On Saturday 10 December 2005 11:05, Douglas McNaught wrote:
> The kernel developers owe *nothing* to J. Random User. They are
> either doing what they do for their own reasons (the "fun" of it), or
> being paid by an organization with specific objectives (even if, in
> Linus' case, the objective is just "make the best kernel possible,
> based on your judgement and that of people you trust").
That's not a good argument. I don't think Bill has a good argument either,
but this isn't one.
The kernel developers have very good reasons for what they're doing, and
ultimately they believe that what they're doing is in the best long-term
interests of the users. Bill has objections based on the short-term
interests of users. The kernel developers are saying that looking after the
short-term interests of the users is the distros' problems, while they focus
on the long-term and the big picture.
Both are doing what they believe to be in the best interests of the users.
Bill believes (and keeps uselessly repeating) that the kernel developers
should pay more attention to short-term interests. The whole "stable series"

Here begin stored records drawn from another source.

impl<'a> PathEnumerator<'a> {
    pub fn new(
        network: &'a EventActivityNetwork,
        collapsed: &'a CollapsedNetwork,
        reachability: &'a ReachabilityMatrix,
        max_hops: usize,
    ) -> Self {
        Self {
            network,
            collapsed,
            reachability,
            max_hops,
        }
    }

    /// Walks drives and waits forward from `source` towards `destination`
    /// on the same physical run.
    ///
    /// At each step, a direct edge to the destination ends the walk as long
    /// as it is neither a headway nor a change (a change would not be an
    /// on-trip journey, and headways carry no passengers). Otherwise the
    /// walk continues along a drive/wait successor; where an event offers
    /// several, the one with the lowest target event id is taken, which
    /// makes the walk deterministic regardless of input ordering. Every
    /// edge used must satisfy its lower bound under `view`.
    ///
    /// Returns the activity chain, or `None` when the run does not lead to
    /// the destination.
    pub fn on_trip_path(
        &self,
        source: EventId,
        destination: EventId,
        view: TimeView,
    ) -> Option<Vec<ActivityId>> {
        let limit = self.network.activity_count();
        let mut chain = Vec::new();
        let mut current = source;

        loop {
            let direct = self
                .network
                .event(current)
                .outgoing
                .iter()
                .map(|&id| self.network.activity(id))
                .find(|a| {
                    a.target == destination
                        && !a.is_headway()
                        && !a.is_change()
                        && self.network.duration_satisfied(a, view)
                });
            if let Some(activity) = direct {
                chain.push(activity.id);
                return Some(chain);
            }

            let next = self
                .network
                .event(current)
                .outgoing
                .iter()
                .map(|&id| self.network.activity(id))
                .filter(|a| a.is_on_trip() && self.network.duration_satisfied(a, view))
                .min_by_key(|a| a.target)?;
            chain.push(next.id);
            current = next.target;

            if chain.len() > limit {
                // Only possible on malformed input with a drive/wait cycle.
                debug!(%source, %destination, "on-trip walk aborted, chain longer than the network");
                return None;
            }
        }
    }

    /// Finds, per identical-departure-time group, all paths with the
    /// smallest possible number of changes to an acceptable arrival.
    ///
    /// Departures are processed latest-first so that arrivals already
    /// achieved by a later departure prune the earlier ones: an arrival is
    /// only acceptable for a group if it is not later than the best arrival
    /// any later departure reached. Hop 0 is the on-trip walk; hop `h >= 1`
    /// enumerates chains of `h - 1` collapsed hops between a forward
    /// connection of the departure and a backward connection of an arrival,
    /// pruned by the reachability matrix. The depth is raised until the
    /// first one that yields a path, so the result is minimal in changes,
    /// not in time, and ties are all kept.
    ///
    /// Returns the groups ordered by ascending departure time.
    pub fn minimal_hop_search(
        &self,
        departures: &[EventId],
        arrivals: &[EventId],
        view: TimeView,
    ) -> Vec<PathGroup> {
        let mut ordered_departures = departures.to_vec();
        ordered_departures
            .sort_unstable_by_key(|&id| (self.network.event(id).time_for(view), id));
        ordered_departures.reverse();
        let mut ordered_arrivals = arrivals.to_vec();
        ordered_arrivals.sort_unstable_by_key(|&id| (self.network.event(id).time_for(view), id));

        let mut best_arrival: Option<EventTime> = None;
        let mut groups: Vec<PathGroup> = Vec::new();

        let by_departure_time = ordered_departures
            .iter()
            .chunk_by(|&&id| self.network.event(id).time_for(view));
        for (departure, group) in &by_departure_time {
            let group_events: Vec<EventId> = group.copied().collect();
            let acceptable: Vec<EventId> = ordered_arrivals
                .iter()
                .copied()
                .filter(|&a| {
                    best_arrival.is_none_or(|b| self.network.event(a).time_for(view) <= b)
                })
                .collect();
            if acceptable.is_empty() {
                trace!(%departure, "no acceptable arrival left for departure group");
                continue;
            }

            let paths = self.search_group(&group_events, &acceptable, view);
            if paths.is_empty() {
                debug!(%departure, "departure group has no onward path");
                continue;
            }

            let earliest = paths
                .iter()
                .map(|p| p.arrival)
                .min()
                .expect("group paths are non-empty");
            best_arrival = Some(best_arrival.map_or(earliest, |b| b.min(earliest)));
            groups.push(PathGroup { departure, paths });
        }

        groups.reverse();
        groups
    }

    /// All minimal-hop paths from one departure group to the acceptable
    /// arrivals.
    fn search_group(
        &self,
        departures: &[EventId],
        arrivals: &[EventId],
        view: TimeView,
    ) -> Vec<Path> {
        let mut paths = Vec::new();

        // Hop 0: the on-trip walk.
        for &departure in departures {
            for &arrival in arrivals {
                if let Some(chain) = self.on_trip_path(departure, arrival, view) {
                    paths.push(self.assemble(departure, arrival, &chain, view));
                }
            }
        }
        if !paths.is_empty() {
            return paths;
        }

        // Boarding opportunities that still reach an acceptable arrival.
        let mut completions: Completions = HashMap::new();
        for &arrival in arrivals {
            for connection in self.collapsed.backward_connections(self.network, arrival) {
                if self.chain_feasible(&connection.chain, view) {
                    completions
                        .entry(connection.source)
                        .or_default()
                        .push((arrival, connection.chain));
                }
            }
        }
        if completions.is_empty() {
            return paths;
        }
        let mask = self.reachability.target_mask(completions.keys().copied());

        // First boarding opportunities per departure.
        let starts: Vec<(EventId, ForwardConnection)> = departures
            .iter()
            .flat_map(|&departure| {
                self.collapsed
                    .forward_connections(self.network, departure)
                    .into_iter()
                    .filter(|connection| self.chain_feasible(&connection.chain, view))
                    .map(move |connection| (departure, connection))
            })
            .collect();

        let reachable_at_all = starts.iter().any(|(_, connection)| {
            completions.contains_key(&connection.target)
                || self.reachability.reaches_any(connection.target, &mask)
        });
        if !reachable_at_all {
            return paths;
        }

        let hop_cap = self.max_hops.min(self.collapsed.event_count() + 1);
        for hops in 1..=hop_cap {
            for (departure, connection) in &starts {
                let (mut changes, mut headways) = split_chain(self.network, &connection.chain);
                let mut visited = HashSet::from([connection.target]);
                self.descend(
                    connection.target,
                    hops - 1,
                    *departure,
                    &mut changes,
                    &mut headways,
                    &mut visited,
                    &completions,
                    &mask,
                    view,
                    &mut paths,
                );
            }
            if !paths.is_empty() {
                trace!(hops, count = paths.len(), "paths found at minimal hop depth");
                return paths;
            }
        }
        paths
    }

    /// Depth-limited enumeration over collapsed hops. Emits a path for
    /// every feasible completion exactly `remaining` hops below `at`.
    #[allow(clippy::too_many_arguments)]
    fn descend(
        &self,
        at: CollapsedId,
        remaining: usize,
        source: EventId,
        changes: &mut Vec<ActivityId>,
        headways: &mut Vec<ActivityId>,
        visited: &mut HashSet<CollapsedId>,
        completions: &Completions,
        mask: &[u64],
        view: TimeView,
        out: &mut Vec<Path>,
    ) {
        if remaining == 0 {
            if let Some(ends) = completions.get(&at) {
                for (arrival, chain) in ends {
                    let mut path_headways = headways.clone();
                    for &id in chain {
                        if self.network.activity(id).is_headway() {
                            path_headways.push(id);
                        }
                    }
                    out.push(Path {
                        weight: 0,
                        source,
                        target: *arrival,
                        arrival: self.network.event(*arrival).time_for(view),
                        changes: changes.clone(),
                        headways: path_headways,
                    });
                }
            }
            return;
        }

        for hop in self.collapsed.outgoing(at) {
            if visited.contains(&hop.target) {
                continue;
            }
            if !self.chain_feasible(&hop.chain, view) {
                continue;
            }
            let viable = if remaining == 1 {
                completions.contains_key(&hop.target)
            } else {
                completions.contains_key(&hop.target)
                    || self.reachability.reaches_any(hop.target, mask)
            };
            if !viable {
                continue;
            }

            let change_mark = changes.len();
            let headway_mark = headways.len();
            for &id in &hop.chain {
                let activity = self.network.activity(id);
                if activity.is_change() {
                    changes.push(id);
                } else if activity.is_headway() {
                    headways.push(id);
                }
            }
            visited.insert(hop.target);
            self.descend(
                hop.target,
                remaining - 1,
                source,
                changes,
                headways,
                visited,
                completions,
                mask,
                view,
                out,
            );
            visited.remove(&hop.target);
            changes.truncate(change_mark);
            headways.truncate(headway_mark);
        }
    }

    /// A hop-0 path from an on-trip chain.
    fn assemble(
        &self,
        source: EventId,
        target: EventId,
        chain: &[ActivityId],
        view: TimeView,
    ) -> Path {
        let (changes, headways) = split_chain(self.network, chain);
        Path {
            weight: 0,
            source,
            target,
            arrival: self.network.event(target).time_for(view),
            changes,
            headways,
        }
    }

    /// Whether every passenger-carrying activity of a chain satisfies its
    /// bound under the view. Headways are bookkeeping, not constraints on
    /// the passenger.
    fn chain_feasible(&self, chain: &[ActivityId], view: TimeView) -> bool {
        chain.iter().all(|&id| {
            let activity = self.network.activity(id);
            activity.is_headway() || self.network.duration_satisfied(activity, view)
        })
    }
}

vs "continuous development" is about short-term interests vs long-term
interests.
Overall, development of new technology (and adoption of new technology) goes
faster when it's continuous than when you have large discontinuous jumps.
You find problems faster, and you find them one at a time when it's easy to
isolate what's wrong rather than receiving three years of development in one
gulp and experiencing fifteen different failures all at once. Problems are
more frequent, but they're smaller and simpler and easier to diagnose and
easier to fix. User can _cope_ with a higher rate of change when it comes in
smaller chunks. The learning curve isn't a cliff.
> They don't owe you security fixes either.
Actually, they seem to think they do. They're quite dilligent about providing
security fixes. But the security fixes they give are part of the ongoing
development process. Separating them out and backporting them to previous
versions is your problem, and if you don't feel up to it they point you to
distributions, which will do that for you.
So there are two different ways you can get the fixes. (Upgrade, or use a
distro maintained kernel.) Some people think they're owed a third way, and
want somebody else to provide it for them.
> Your "ivory tower" statement is really condescending.
*shrug* This whole thread is basically people bitching about what other
people should do, instead of banding together and giving it a try themselves.
It started condescending. In the absence of constructive suggestions or
anyone actually doing real work rather than merely bitching about the state
of the world, I think most of the developers have written off the whiners
with a silent "sucks to be you" and moved on...
(I do hope we get the "buffer flush" dot-releases though. That would be
nice.)
Rob
--
Steve Ballmer: Innovation! Inigo Montoya: You keep using that word.
I do not think it means what you think it means.